The Faculty of Electrical Engineering, Mathematics & Computer Science (EEMCS) is looking for ideas on how to increase its number of female students. TU Delft policy advisor, Geneviève Girard, thinks the university should ‘play the societal impact card’. She sent dean John Schmitz this letter.
Dear Prof. Schmitz,
I read about your wish to increase female student numbers at the EEMCS Faculty in the latest TU Delta newsletter. I could not help responding to this issue, which is pretty dear to me and on which, as a former researcher and teacher for 15 years at two universities (Leiden and Amsterdam), I have been thinking about for many years.
There are probably many elements that may contribute to making academia attractive to females. In the specific area of mathematics and computer sciences, it is my opinion that the most effective strategy (although probably requiring a huge investment, but totally worth it if you ask me) to attract women students would be to play the ‘societal impact’ card.

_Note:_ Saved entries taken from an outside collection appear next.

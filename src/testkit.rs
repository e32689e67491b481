//! Shared mock plumbing for in-crate tests
//!
//! Mock connections answer from scripted handlers keyed by address, log
//! every submitted command, and count lifecycle events so tests can
//! assert routing, demotion, and release behaviour without a server.
//! `HashNode` is an in-memory node that emulates the handful of hash and
//! script commands the repository layer needs, including the atomic
//! save-script semantics.

use std::collections::{HashMap, HashSet};
use std::io;
use std::sync::atomic::{AtomicBool, AtomicUsize, Ordering};
use std::sync::{Arc, Mutex};
use std::thread;
use std::time::{Duration, Instant};

use crate::client::connection::{Conn, ConnFactory, NodeConnection, Wire};
use crate::command::Command;
use crate::config::ConnectionOptions;
use crate::script::Script;
use crate::utils::{ClientError, RespValue, Result};

pub type Handler = Arc<dyn Fn(&[Vec<u8>]) -> Result<RespValue> + Send + Sync>;

pub fn bulk(s: &str) -> RespValue {
    RespValue::BulkString(s.as_bytes().to_vec())
}

pub fn ok() -> RespValue {
    RespValue::SimpleString("OK".to_string())
}

/// Topology reply in the slot-group wire shape:
/// `[[lo, hi, [host, port, id]], ...]`
pub fn slots_reply(entries: &[(i64, i64, &str)]) -> RespValue {
    RespValue::Array(
        entries
            .iter()
            .map(|(lo, hi, addr)| {
                let (host, port) = addr.rsplit_once(':').expect("addr is host:port");
                RespValue::Array(vec![
                    RespValue::Integer(*lo),
                    RespValue::Integer(*hi),
                    RespValue::Array(vec![
                        bulk(host),
                        RespValue::Integer(port.parse().expect("numeric port")),
                        bulk("nodeid"),
                    ]),
                ])
            })
            .collect(),
    )
}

EEMCS is at the core of a major societal change happening right now all around us, i.e. the rise of Artificial Intelligence and automation in general. This raises many legitimate concerns which Europe, and in particular the Netherlands, should voice and act on very fast. One important course of action is to educate tomorrow’s engineers in a way that stresses the importance of ethics and societal impact much more than is currently done. This new emphasis would probably massively attract women. As previously reported by our colleague Aldert Kamp of Aerospace Engineering in his blog, an informal survey at many American universities showed a clear correlation between female enrolment in engineering studies and curricula with strong societal purpose.

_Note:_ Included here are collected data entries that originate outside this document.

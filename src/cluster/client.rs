//! Cluster client: slot-keyed dispatch with redirection handling
//!
//! The client keeps one connection per primary, looks the owner up by the
//! command's slot tag, and interprets the server's routing errors:
//! `MOVED` re-targets and schedules an asynchronous topology refresh,
//! `ASK` re-attempts once behind an `ASKING` preamble, `TRYAGAIN` yields
//! and retries from the slot lookup. Redirections never reach callers.

use std::collections::HashMap;
use std::sync::atomic::{AtomicBool, Ordering};
use std::sync::Arc;
use std::thread;
use std::time::Duration;

use rand::seq::SliceRandom;
use tracing::{debug, info, warn};

use super::dedicated::DedicatedSession;
use super::refresh::SingleFlight;
use super::topology::{parse_slot_groups, schedule_close, Snapshot, TopologyCache};
use crate::client::connection::{Conn, ConnFactory};
use crate::client::node_client::tcp_factory;
use crate::command::{Command, CommandBuilder, ANY_SLOT, SLOT_COUNT};
use crate::config::{ClusterOptions, SubscribeSource};
use crate::repo::{HashRecord, HashRepository};
use crate::script::Script;
use crate::utils::{ClientError, ProtocolError, Redirect, RespValue, Result};

/// Ceiling on MOVED/ASK/TRYAGAIN handling per dispatch, guarding against
/// adversarial redirect cycles. When hit, the last reply is surfaced.
const MAX_REDIRECTS: u32 = 32;

/// Cluster client handle; clones share one underlying client
#[derive(Clone)]
pub struct ClusterClient {
    shared: Arc<Shared>,
}

pub(crate) struct Shared {
    options: ClusterOptions,
    pub(crate) cmd: CommandBuilder,
    topology: TopologyCache,
    refresh_gate: SingleFlight,
    closed: AtomicBool,
}

impl ClusterClient {
    /// Connect to the cluster reachable through `options.initial_addresses`
    pub fn new(options: ClusterOptions) -> Result<Self> {
        Self::with_factory(options, tcp_factory())
    }

    /// Like [`new`](Self::new) with a custom connection factory
    pub fn with_factory(mut options: ClusterOptions, factory: ConnFactory) -> Result<Self> {
        if options.initial_addresses.is_empty() {
            return Err(ClientError::NoNodes);
        }
        if options.shuffle_initial {
            options.initial_addresses.shuffle(&mut rand::thread_rng());
        }

        let topology = TopologyCache::new(factory, options.connection_options.clone());
        let pubsub = options.connection_options.pubsub.clone();
        let shared = Arc::new(Shared {
            options,
            cmd: CommandBuilder::new(),
            topology,
            refresh_gate: SingleFlight::new(),
            closed: AtomicBool::new(false),
        });

        shared.seed()?;
        shared.refresh()?;

        if let Some(pubsub) = pubsub {
            let source = Arc::clone(&shared);
            let provider: SubscribeSource = Arc::new(move || loop {
                match source.pick(ANY_SLOT) {
                    Ok(conn) => return Some(conn),
                    Err(ClientError::ConnClosing) => return None,
                    Err(_) => thread::yield_now(),
                }
            });
            (pubsub.install)(provider);
        }

        Ok(Self { shared })
    }

    /// The command assembler backing this client
    pub fn cmd(&self) -> &CommandBuilder {
        &self.shared.cmd
    }

    /// Execute a command against the node owning its slot
    pub fn execute(&self, cmd: Command) -> Result<RespValue> {
        let result = self.shared.dispatch(&cmd, None);
        self.shared.cmd.reclaim(cmd);
        result
    }

    /// Execute a cacheable read through the per-connection reply cache
    pub fn execute_cached(&self, cmd: Command, ttl: Duration) -> Result<RespValue> {
        if !cmd.is_cacheable() {
            self.shared.cmd.reclaim(cmd);
            return Err(ProtocolError::NotCacheable.into());
        }
        let result = self.shared.dispatch(&cmd, Some(ttl));
        self.shared.cmd.reclaim(cmd);
        result
    }

    /// Run `f` with a session pinned to a single wire
    ///
    /// The wire is released when the scope ends, however it ends.
    pub fn dedicated<F, T>(&self, f: F) -> T
    where
        F: FnOnce(&mut DedicatedSession) -> T,
    {
        let mut session = DedicatedSession::new(Arc::clone(&self.shared));
        let out = f(&mut session);
        session.release();
        out
    }

    /// Wrap a server-side script body for repeated execution
    pub fn script(&self, body: &str) -> Script {
        Script::new(body)
    }

    /// A versioned hash repository for records of type `T` under
    /// `<prefix>:<id>` keys
    pub fn hash_repository<T: HashRecord + Default>(&self, prefix: &str) -> HashRepository<T> {
        HashRepository::new(prefix, self.clone())
    }

    /// Force a topology refresh now (coalesced with concurrent callers)
    pub fn refresh(&self) -> Result<()> {
        self.shared.refresh()
    }

    /// Addresses of the nodes currently known to the client
    pub fn nodes(&self) -> Vec<String> {
        self.shared.topology.addresses()
    }

    /// Shut the client down; connections close in the background
    pub fn close(&self) {
        if self.shared.closed.swap(true, Ordering::AcqRel) {
            return;
        }
        for (_, conn) in self.shared.topology.conn_pairs() {
            schedule_close(conn);
        }
    }

    #[cfg(test)]
    pub(crate) fn shared(&self) -> &Arc<Shared> {
        &self.shared
    }
}

impl Shared {
    /// Dial the configured seed addresses in order; the first that
    /// answers is registered and returned.
    fn seed(&self) -> Result<Conn> {
        if self.options.initial_addresses.is_empty() {
            return Err(ClientError::NoNodes);
        }
        let mut last_err = ClientError::NoNodes;
        for addr in &self.options.initial_addresses {
            let conn = self.topology.create(addr);
            match conn.dial() {
                Ok(()) => {
                    if let Some(prev) = self.topology.install(addr, conn.clone()) {
                        schedule_close(prev);
                    }
                    return Ok(conn);
                }
                Err(e) => {
                    warn!(addr = %addr, error = %e, "seed dial failed");
                    last_err = e;
                }
            }
        }
        Err(last_err)
    }

    /// Re-seed from inside a refresh: a dial failure here means the
    /// refresh as a whole failed, not just one connection.
    fn reseed(&self) -> Result<Conn> {
        self.seed().map_err(|e| match e {
            ClientError::NoNodes => ClientError::NoNodes,
            other => ClientError::RefreshFailed(other.to_string()),
        })
    }

    pub(crate) fn refresh(self: &Arc<Self>) -> Result<()> {
        let shared = Arc::clone(self);
        self.refresh_gate.run(move || shared.refresh_topology())
    }

    /// Fire-and-forget refresh after a MOVED redirect; the redirected
    /// command does not wait for the new snapshot.
    fn spawn_refresh(self: &Arc<Self>) {
        let shared = Arc::clone(self);
        if let Err(e) = thread::Builder::new()
            .name("topology-refresh".into())
            .spawn(move || {
                if let Err(e) = shared.refresh() {
                    warn!(error = %e, "asynchronous topology refresh failed");
                }
            })
        {
            warn!(error = %e, "failed to spawn topology refresh");
        }
    }

    /// One full refresh attempt; runs inside the single-flight gate
    fn refresh_topology(&self) -> Result<()> {
        let mut reseeded_after_failure = false;
        let mut reseeded_after_empty = false;

        let groups = loop {
            let (reply, dead, last_err) = self.query_topology();

            if !dead.is_empty() {
                warn!(nodes = ?dead, "demoting unreachable nodes");
                for conn in self.topology.remove(&dead) {
                    schedule_close(conn);
                }
            }

            let reply = match reply {
                Some(reply) => reply,
                None => {
                    // Every known node failed; fall back to the seeds.
                    if reseeded_after_failure {
                        return Err(match last_err {
                            Some(cause) => ClientError::RefreshFailed(cause.to_string()),
                            None => ClientError::NoNodes,
                        });
                    }
                    reseeded_after_failure = true;
                    self.reseed()?;
                    continue;
                }
            };

            let groups = parse_slot_groups(&reply)?;
            if groups.is_empty() {
                // A node answering with no groups is not to be trusted;
                // re-seed and ask once more. A second empty reply stands.
                if reseeded_after_empty {
                    break groups;
                }
                reseeded_after_empty = true;
                self.reseed()?;
                continue;
            }
            break groups;
        };

        let current = self.topology.conn_map();
        let mut masters: HashMap<String, Conn> = HashMap::with_capacity(groups.len());
        for addr in groups.keys() {
            let conn = current
                .get(addr)
                .cloned()
                .unwrap_or_else(|| self.topology.create(addr));
            masters.insert(addr.clone(), conn);
        }

        let mut slots: Vec<Option<Conn>> = vec![None; SLOT_COUNT as usize];
        for (addr, group) in &groups {
            let conn = &masters[addr];
            for &(lo, hi) in &group.ranges {
                for slot in lo..=hi {
                    slots[slot as usize] = Some(conn.clone());
                }
            }
        }

        let removed = self.topology.replace(Snapshot {
            slots,
            conns: masters,
        });
        for conn in removed {
            schedule_close(conn);
        }

        info!(primaries = groups.len(), "cluster topology refreshed");
        Ok(())
    }

    /// Ask each known node for the topology until one answers.
    /// Returns the reply, the addresses that failed before it, and the
    /// last error seen.
    fn query_topology(&self) -> (Option<RespValue>, Vec<String>, Option<ClientError>) {
        let mut dead = Vec::new();
        let mut last_err = None;
        for (addr, conn) in self.topology.conn_pairs() {
            let cmd = self.cmd.cluster_slots();
            let outcome = conn.submit(&cmd);
            self.cmd.reclaim(cmd);
            match outcome {
                Ok(reply) if !reply.is_error() => return (Some(reply), dead, last_err),
                Ok(reply) => {
                    let msg = reply.as_server_error().unwrap_or("routing error").to_string();
                    warn!(addr = %addr, error = %msg, "topology query rejected");
                    dead.push(addr);
                    last_err = Some(ClientError::Server(msg));
                }
                Err(e) => {
                    warn!(addr = %addr, error = %e, "topology query failed");
                    dead.push(addr);
                    last_err = Some(e);
                }
            }
        }
        (None, dead, last_err)
    }

    /// Connection owning `slot`, refreshing once when uncovered
    pub(crate) fn pick(self: &Arc<Self>, slot: u16) -> Result<Conn> {
        if self.closed.load(Ordering::Acquire) {
            return Err(ClientError::ConnClosing);
        }
        if let Some(conn) = self.topology.lookup(slot) {
            return Ok(conn);
        }
        self.refresh()?;
        self.topology.lookup(slot).ok_or(ClientError::NoSlot)
    }

    fn submit(&self, conn: &Conn, cmd: &Command, ttl: Option<Duration>) -> Result<RespValue> {
        match ttl {
            Some(ttl) => conn.submit_cached(cmd, ttl),
            None => conn.submit(cmd),
        }
    }

    pub(crate) fn dispatch(self: &Arc<Self>, cmd: &Command, ttl: Option<Duration>) -> Result<RespValue> {
        let mut hops = 0u32;
        'pick: loop {
            let conn = self.pick(cmd.slot())?;
            let mut reply = self.submit(&conn, cmd, ttl)?;

            loop {
                let redirect = match reply.redirect() {
                    Some(redirect) => redirect,
                    None => return Ok(reply),
                };
                hops += 1;
                if hops > MAX_REDIRECTS {
                    warn!(command = cmd.name(), "redirect ceiling reached");
                    return Ok(reply);
                }
                match redirect {
                    Redirect::Moved(addr) => {
                        debug!(command = cmd.name(), target = %addr, "following MOVED");
                        self.spawn_refresh();
                        let target = self.topology.pick_or_create(&addr);
                        reply = self.submit(&target, cmd, ttl)?;
                    }
                    Redirect::Ask(addr) => {
                        debug!(command = cmd.name(), target = %addr, "following ASK");
                        // The asked node is not the authoritative owner,
                        // so this leg never goes through the cache.
                        let target = self.topology.pick_or_create(&addr);
                        let asking = self.cmd.asking();
                        let outcome = target.submit_multi(&[&asking, cmd]);
                        self.cmd.reclaim(asking);
                        let mut replies = outcome?;
                        if replies.len() != 2 {
                            return Err(ProtocolError::UnexpectedResponse {
                                expected: "2 replies".into(),
                                actual: format!("{} replies", replies.len()),
                            }
                            .into());
                        }
                        reply = replies.pop().expect("length checked above");
                    }
                    Redirect::TryAgain => {
                        thread::yield_now();
                        continue 'pick;
                    }
                }
            }
        }
    }

    #[cfg(test)]
    pub(crate) fn topology(&self) -> &TopologyCache {
        &self.topology
    }
}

‘Ethics should be taught not only in theory but also in practice’
The juncture between the imperial societal (or even historical) need for the ethical control of AI development and the EEMCS’s (and in general the whole TU Delft’s) need for more females represents a challenging opportunity. I strongly believe that seriously ‘revamping’ our curricula by integrating ethics throughout the teaching would be an important part of the solution. It would go a long way but would require much more than just adding a couple of ‘ethics modules’ here and there. This is already being done but is not really convincing for the students.
I believe that ethics should be taught not only in theory but also in practice. It would require an important cultural change and would be a long-term effort. The modules should consistently embed ethical aspects and actively involve students in discussions around that topic. No student should work on any project (theoretical or practical) throughout their curriculum at TU Delft without taking its specific ethical aspects into consideration and really thinking, reading and writing about it; discussing it; and acting on it.
Last but not least, I think that profiling TU Delft as the first Ethical Technical University in the world would be fantastic and would not only attract more female students but make the student, teacher and researcher profiles much more diverse. It would also be a bold and honourable move to take our responsibilities as a prestigious technical university in the very technical world of the 21st century.
Geneviève Girard is a policy advisor in the TU Delft department of corporate policy affairs.
This letter is a revised version of the letter Girard sent to EEMCS dean John Schmitz.